Although the overall shift towards the V3
myosin heavy chain (MHC) has been shown to be associated with
cardiac hypertrophy, quantitative evidence describing regional expression is sparse. The aim of this study was to compare and contrast the regional
ventricular myosin isoform expression in two distinct haemodynamic states: pressure and volume overload. Volume overload was achieved using an aortocaval
fistula (ACF) model and pressure overload by two-kidney-one-
clip (2K1C)
hypertension. A separate group (UC-2K1C) had the
clip removed 1 week prior to investigation.
Sham operated rats (
SHAM) served as controls. All groups were studied 4 weeks after surgery. Ventricular tissue samples (approximately 50 mg) were taken from the walls of the right ventricle (RV), septum and left ventricular (LV) free wall. Tissue samples (excluding RV) were divided into endocardium and epicardium, and
myosin expression was determined using
polyacrylamide gel electrophoresis.
Cardiac hypertrophy was substantial in both LV (1.7-fold) and RV (1.9-fold) in ACF rats. The 2K1C rats had similar LV enlargement (1.6-fold) whereas RV
hypertrophy was not as great (1.2-fold). Blood pressure (BP) was increased 65% in 2K1C rats, whereas there was no change in ACF rats with respect to
SHAM animals. After unclipping (UC-2K1C), LV
hypertrophy and BP had returned towards control levels. In general, V3 MHC expression was associated with increasing LV
hypertrophy in both 2K1C and ACF models. However, there was a marked endo-epi differential (1.5:1) in the LV free wall and septum of 2K1C rats. In contrast, in ACF rats there was no differential V3 MHC expression in the LV or septal tissue, i.e. expression was similar in both endo- and epi-samples. Elevated expression of V3 MHC persisted despite normotension and regression of
cardiac hypertrophy in UC-2K1C rats.

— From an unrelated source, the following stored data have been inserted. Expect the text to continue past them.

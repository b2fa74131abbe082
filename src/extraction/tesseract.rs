//! # Tesseract Extraction Strategy
//!
//! Local OCR through Leptonica/Tesseract. Free and offline, lower accuracy than
//! the vision service. Work runs on the blocking thread pool since the engine
//! is synchronous.

use std::io::Write;
use std::sync::Arc;

use log::{debug, info};

use super::instance_manager::OcrInstanceManager;
use super::{detect_image_format, RawExtraction, TextExtractor};
use crate::config::{AppConfig, FORMAT_DETECTION_BUFFER_SIZE};
use crate::errors::{PipelineError, Result};
use crate::model::ExtractionMethod;

pub struct TesseractExtractor {
    instances: Arc<OcrInstanceManager>,
    languages: String,
}

impl TesseractExtractor {
    pub fn new(instances: Arc<OcrInstanceManager>, languages: impl Into<String>) -> Self {
        Self {
            instances,
            languages: languages.into(),
        }
    }

    pub fn from_config(config: &AppConfig) -> Self {
        Self::new(
            Arc::new(OcrInstanceManager::new()),
            config.extraction.languages.clone(),
        )
    }

    pub fn languages(&self) -> &str {
        &self.languages
    }
}

impl TextExtractor for TesseractExtractor {
    fn method(&self) -> ExtractionMethod {
        ExtractionMethod::Tesseract
    }

    async fn extract_text(&self, image: Vec<u8>) -> Result<RawExtraction> {
        let instances = Arc::clone(&self.instances);
        let languages = self.languages.clone();

        tokio::task::spawn_blocking(move || run_tesseract(&instances, &languages, &image))
            .await
            .map_err(|e| PipelineError::ExtractionUnavailable(format!("OCR task failed: {e}")))?
    }
}

fn run_tesseract(instances: &OcrInstanceManager, languages: &str, image: &[u8]) -> Result<RawExtraction> {
    let instance = instances.get_instance(languages)?;

    let suffix = match detect_image_format(image, FORMAT_DETECTION_BUFFER_SIZE) {
        Some(image::ImageFormat::Png) => ".png",
        Some(image::ImageFormat::Bmp) => ".bmp",
        Some(image::ImageFormat::Tiff) => ".tiff",
        _ => ".jpg",
    };
    let mut temp_file = tempfile::Builder::new()
        .prefix("label-")
        .suffix(suffix)
        .tempfile()
        .map_err(|e| PipelineError::ExtractionUnavailable(format!("failed to create temp file: {e}")))?;
    temp_file
        .write_all(image)
        .and_then(|_| temp_file.flush())
        .map_err(|e| PipelineError::ExtractionUnavailable(format!("failed to write temp file: {e}")))?;

    let path = temp_file
        .path()
        .to_str()
        .ok_or_else(|| PipelineError::ExtractionUnavailable("temp file path is not UTF-8".to_string()))?;
    debug!("Running Tesseract ({}) on {}", languages, path);

    let mut tess = instance
        .lock()
        .map_err(|_| PipelineError::ExtractionUnavailable("OCR instance lock poisoned".to_string()))?;

    tess.set_image(path)
        .map_err(|e| PipelineError::InvalidInput(format!("failed to load image for OCR: {e}")))?;

    let text = tess
        .get_utf8_text()
        .map_err(|e| PipelineError::ExtractionUnavailable(format!("failed to extract text: {e}")))?;
    let confidence = f64::from(tess.mean_text_conf().clamp(0, 100)) / 100.0;

    info!(
        "Tesseract extracted {} characters (confidence {:.2})",
        text.trim().len(),
        confidence
    );

    Ok(RawExtraction { text, confidence })
}
use anyhow::Result;
use clap::Parser;
use log::info;
use tracing_subscriber::EnvFilter;

use ingredient_intel::cli::{self, Cli};
use ingredient_intel::config::AppConfig;

#[tokio::main]
async fn main() -> Result<()> {
    // Load environment variables from .env file
    dotenv::dotenv().ok();

    let cli = Cli::parse();
    init_logging(cli.log_json);

    info!("Starting ingredient-intel");

    let config = AppConfig::from_env()?;
    if !cli::execute(cli, config).await? {
        std::process::exit(1);
    }

    Ok(())
}

/// Logs go to stderr so JSON output on stdout stays clean; `log` records are bridged.
fn init_logging(json: bool) {
    let filter = EnvFilter::try_from_default_env().unwrap_or_else(|_| EnvFilter::new("warn"));
    let builder = tracing_subscriber::fmt()
        .with_env_filter(filter)
        .with_writer(std::io::stderr);

    if json {
        builder.json().init();
    } else {
        builder.init();
    }
}
//! # Intake Tracker Module
//!
//! SQLite-backed consumption history. Each completed analysis can be logged as
//! an immutable [`IntakeRecord`]; daily summaries, weekly reports and
//! per-product history are computed from the records at call time.
//!
//! ## Storage
//!
//! - `intake_log`: one row per consumed product, with JSON snapshots of the
//!   analysis and optional personalization
//! - `user_preferences`: the single saved preference profile
//!
//! Timestamps are stored as fixed-width RFC 3339 UTC strings, so range
//! filters compare lexicographically. Days are UTC days. Product lookups go
//! through `product_key`, the history key folded with Unicode lowercasing in
//! Rust; SQLite's `LOWER` only folds ASCII.
//!
//! One connection sits behind a mutex: writes are serialized and each log is
//! a single transaction, so readers never see a partial record.

use std::path::Path;
use std::sync::{Mutex, MutexGuard};

use anyhow::{Context, Result as AnyResult};
use chrono::{DateTime, Duration, NaiveDate, SecondsFormat, TimeZone, Utc};
use log::{debug, info, warn};
use rusqlite::{params, Connection, OptionalExtension, Row};
use serde::{Deserialize, Serialize};

use crate::errors::{PipelineError, Result};
use crate::model::{AnalysisResult, PersonalizedResult, UserHealthPreferences};
use crate::summary::{summarize_day, summarize_week, DailySummary, WeeklyReport, DAYS_PER_WEEK};

/// Opaque identifier of a logged record
#[derive(Debug, Clone, Copy, PartialEq, Eq, Hash, PartialOrd, Ord, Serialize, Deserialize)]
#[serde(transparent)]
pub struct IntakeId(pub i64);

impl std::fmt::Display for IntakeId {
    fn fmt(&self, f: &mut std::fmt::Formatter<'_>) -> std::fmt::Result {
        write!(f, "{}", self.0)
    }
}

/// One consumed product
#[derive(Debug, Clone, PartialEq, Serialize, Deserialize)]
pub struct IntakeRecord {
    pub id: IntakeId,
    pub timestamp: DateTime<Utc>,
    /// History key: the analysis product name, or the unnamed placeholder
    pub product_name: String,
    pub analysis: AnalysisResult,
    pub personalized: Option<PersonalizedResult>,
}

/// Fixed-width UTC timestamp, microsecond precision
pub fn format_timestamp(timestamp: &DateTime<Utc>) -> String {
    timestamp.to_rfc3339_opts(SecondsFormat::Micros, true)
}

pub fn parse_timestamp(raw: &str) -> AnyResult<DateTime<Utc>> {
    let parsed = DateTime::parse_from_rfc3339(raw)
        .with_context(|| format!("Invalid stored timestamp '{raw}'"))?;
    Ok(parsed.with_timezone(&Utc))
}

/// Lookup key for a product name: trimmed, Unicode-lowercased
pub fn product_key(product_name: &str) -> String {
    product_name.trim().to_lowercase()
}

fn day_start(date: NaiveDate) -> DateTime<Utc> {
    Utc.from_utc_datetime(&date.and_time(chrono::NaiveTime::MIN))
}

/// Initialize the database schema
pub fn init_database_schema(conn: &Connection) -> AnyResult<()> {
    info!("Initializing intake database schema...");

    conn.execute(
        "CREATE TABLE IF NOT EXISTS intake_log (
            id INTEGER PRIMARY KEY AUTOINCREMENT,
            timestamp TEXT NOT NULL,
            product_name TEXT NOT NULL,
            product_key TEXT NOT NULL,
            product_type TEXT NOT NULL,
            healthiness_rating INTEGER NOT NULL,
            safety_score_for_user INTEGER,
            matches_preferences INTEGER,
            analysis_json TEXT NOT NULL,
            personalized_json TEXT,
            created_at TEXT NOT NULL
        )",
        [],
    )
    .context("Failed to create intake_log table")?;

    conn.execute(
        "CREATE INDEX IF NOT EXISTS idx_intake_log_timestamp ON intake_log(timestamp)",
        [],
    )
    .context("Failed to create timestamp index")?;

    conn.execute(
        "CREATE INDEX IF NOT EXISTS idx_intake_log_product ON intake_log(product_key)",
        [],
    )
    .context("Failed to create product name index")?;

    conn.execute(
        "CREATE TABLE IF NOT EXISTS user_preferences (
            id INTEGER PRIMARY KEY CHECK (id = 1),
            allergies TEXT NOT NULL,
            dietary_restrictions TEXT NOT NULL,
            avoid_ingredients TEXT NOT NULL,
            health_goals TEXT NOT NULL,
            updated_at TEXT NOT NULL
        )",
        [],
    )
    .context("Failed to create user_preferences table")?;

    info!("Intake database schema initialized successfully");
    Ok(())
}
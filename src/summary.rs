//! # Intake Summary Module
//!
//! Daily and weekly aggregates over logged intake records. Everything here is
//! recomputed from the records on every call; nothing is cached.

use std::collections::BTreeMap;

use chrono::{DateTime, Duration, NaiveDate, Utc};
use serde::{Deserialize, Serialize};

use crate::model::{normalize_terms, ProductCategory, RatingBand};
use crate::tracker::{IntakeId, IntakeRecord};

/// One consumed product, as listed in a summary
#[derive(Debug, Clone, PartialEq, Serialize, Deserialize)]
pub struct ProductEntry {
    pub id: IntakeId,
    pub timestamp: DateTime<Utc>,
    pub product_name: String,
    pub product_type: ProductCategory,
    pub healthiness_rating: u8,
    pub harmful_ingredients: Vec<String>,
    pub allergens: Vec<String>,
    /// Absent when the product was logged without preferences
    pub matches_preferences: Option<bool>,
    pub safety_score_for_user: Option<u8>,
}

impl From<&IntakeRecord> for ProductEntry {
    fn from(record: &IntakeRecord) -> Self {
        Self {
            id: record.id,
            timestamp: record.timestamp,
            product_name: record.product_name.clone(),
            product_type: record.analysis.product_type,
            healthiness_rating: record.analysis.healthiness_rating,
            harmful_ingredients: record.analysis.harmful_ingredients.clone(),
            allergens: record.analysis.allergens.clone(),
            matches_preferences: record.personalized.as_ref().map(|p| p.matches_preferences),
            safety_score_for_user: record.personalized.as_ref().map(|p| p.safety_score_for_user),
        }
    }
}

/// Aggregate health metrics over a set of records
#[derive(Debug, Clone, PartialEq, Serialize, Deserialize)]
pub struct IntakeMetrics {
    pub total_products: usize,
    /// Mean healthiness rating, 2 decimals; 0 when nothing was logged
    pub avg_health_rating: f64,
    /// Products with at least one harmful ingredient
    pub harmful_count: usize,
    /// Products listing at least one allergen
    pub allergen_exposures: usize,
    /// Products logged with preferences they did not match
    pub preference_violations: usize,
    pub distinct_allergens: Vec<String>,
    /// Product count per rating band; every band is present
    pub rating_bands: BTreeMap<RatingBand, usize>,
}

impl IntakeMetrics {
    pub fn from_records<'a, I>(records: I) -> Self
    where
        I: IntoIterator<Item = &'a IntakeRecord>,
    {
        let mut rating_bands: BTreeMap<RatingBand, usize> =
            RatingBand::ALL.iter().map(|band| (*band, 0)).collect();
        let mut total_products = 0;
        let mut rating_sum = 0u64;
        let mut harmful_count = 0;
        let mut allergen_exposures = 0;
        let mut preference_violations = 0;
        let mut allergens = Vec::new();

        for record in records {
            let analysis = &record.analysis;
            total_products += 1;
            rating_sum += u64::from(analysis.healthiness_rating);
            *rating_bands.entry(analysis.rating_band()).or_insert(0) += 1;

            if !analysis.harmful_ingredients.is_empty() {
                harmful_count += 1;
            }
            if !analysis.allergens.is_empty() {
                allergen_exposures += 1;
                allergens.extend(analysis.allergens.iter().cloned());
            }
            if record
                .personalized
                .as_ref()
                .is_some_and(|p| !p.matches_preferences)
            {
                preference_violations += 1;
            }
        }

        let avg_health_rating = if total_products == 0 {
            0.0
        } else {
            round2(rating_sum as f64 / total_products as f64)
        };

        Self {
            total_products,
            avg_health_rating,
            harmful_count,
            allergen_exposures,
            preference_violations,
            distinct_allergens: normalize_terms(allergens),
            rating_bands,
        }
    }
}

/// Everything consumed on one UTC day
#[derive(Debug, Clone, PartialEq, Serialize, Deserialize)]
pub struct DailySummary {
    pub date: NaiveDate,
    pub products: Vec<ProductEntry>,
    pub metrics: IntakeMetrics,
}

/// Per-day metrics inside a weekly report
#[derive(Debug, Clone, PartialEq, Serialize, Deserialize)]
pub struct DailyMetrics {
    pub date: NaiveDate,
    pub metrics: IntakeMetrics,
}

/// Seven days starting at `week_start`
#[derive(Debug, Clone, PartialEq, Serialize, Deserialize)]
pub struct WeeklyReport {
    pub week_start: NaiveDate,
    pub week_end: NaiveDate,
    /// "YYYY-MM-DD to YYYY-MM-DD"
    pub period: String,
    pub metrics: IntakeMetrics,
    /// Exactly seven entries, one per day, including empty days
    pub daily_breakdown: Vec<DailyMetrics>,
}

pub const DAYS_PER_WEEK: i64 = 7;

/// Summarize the records of one day; records from other days are ignored
pub fn summarize_day(date: NaiveDate, records: &[IntakeRecord]) -> DailySummary {
    let day: Vec<&IntakeRecord> = records
        .iter()
        .filter(|record| record.timestamp.date_naive() == date)
        .collect();

    DailySummary {
        date,
        products: day.iter().map(|record| ProductEntry::from(*record)).collect(),
        metrics: IntakeMetrics::from_records(day.iter().copied()),
    }
}

/// Summarize the week beginning at `week_start`; records outside it are ignored
pub fn summarize_week(week_start: NaiveDate, records: &[IntakeRecord]) -> WeeklyReport {
    let week_end = week_start + Duration::days(DAYS_PER_WEEK - 1);
    let in_week = |record: &&IntakeRecord| {
        let date = record.timestamp.date_naive();
        date >= week_start && date <= week_end
    };

    let daily_breakdown = (0..DAYS_PER_WEEK)
        .map(|offset| {
            let date = week_start + Duration::days(offset);
            DailyMetrics {
                date,
                metrics: IntakeMetrics::from_records(
                    records.iter().filter(|record| record.timestamp.date_naive() == date),
                ),
            }
        })
        .collect();

    WeeklyReport {
        week_start,
        week_end,
        period: format!(
            "{} to {}",
            week_start.format("%Y-%m-%d"),
            week_end.format("%Y-%m-%d")
        ),
        metrics: IntakeMetrics::from_records(records.iter().filter(in_week)),
        daily_breakdown,
    }
}

fn round2(value: f64) -> f64 {
    (value * 100.0).round() / 100.0
}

Taken together with published results demonstrating that relative transmural myocyte
hypertrophy in ACF rats (endo > epi) is in contrast to that seen in 2K1C rats (epi > endo), the present findings reveal that regional V3
myosin expression represents a distinct adaptational component of the overall cardiac hypertrophic response in both volume and pressure overload.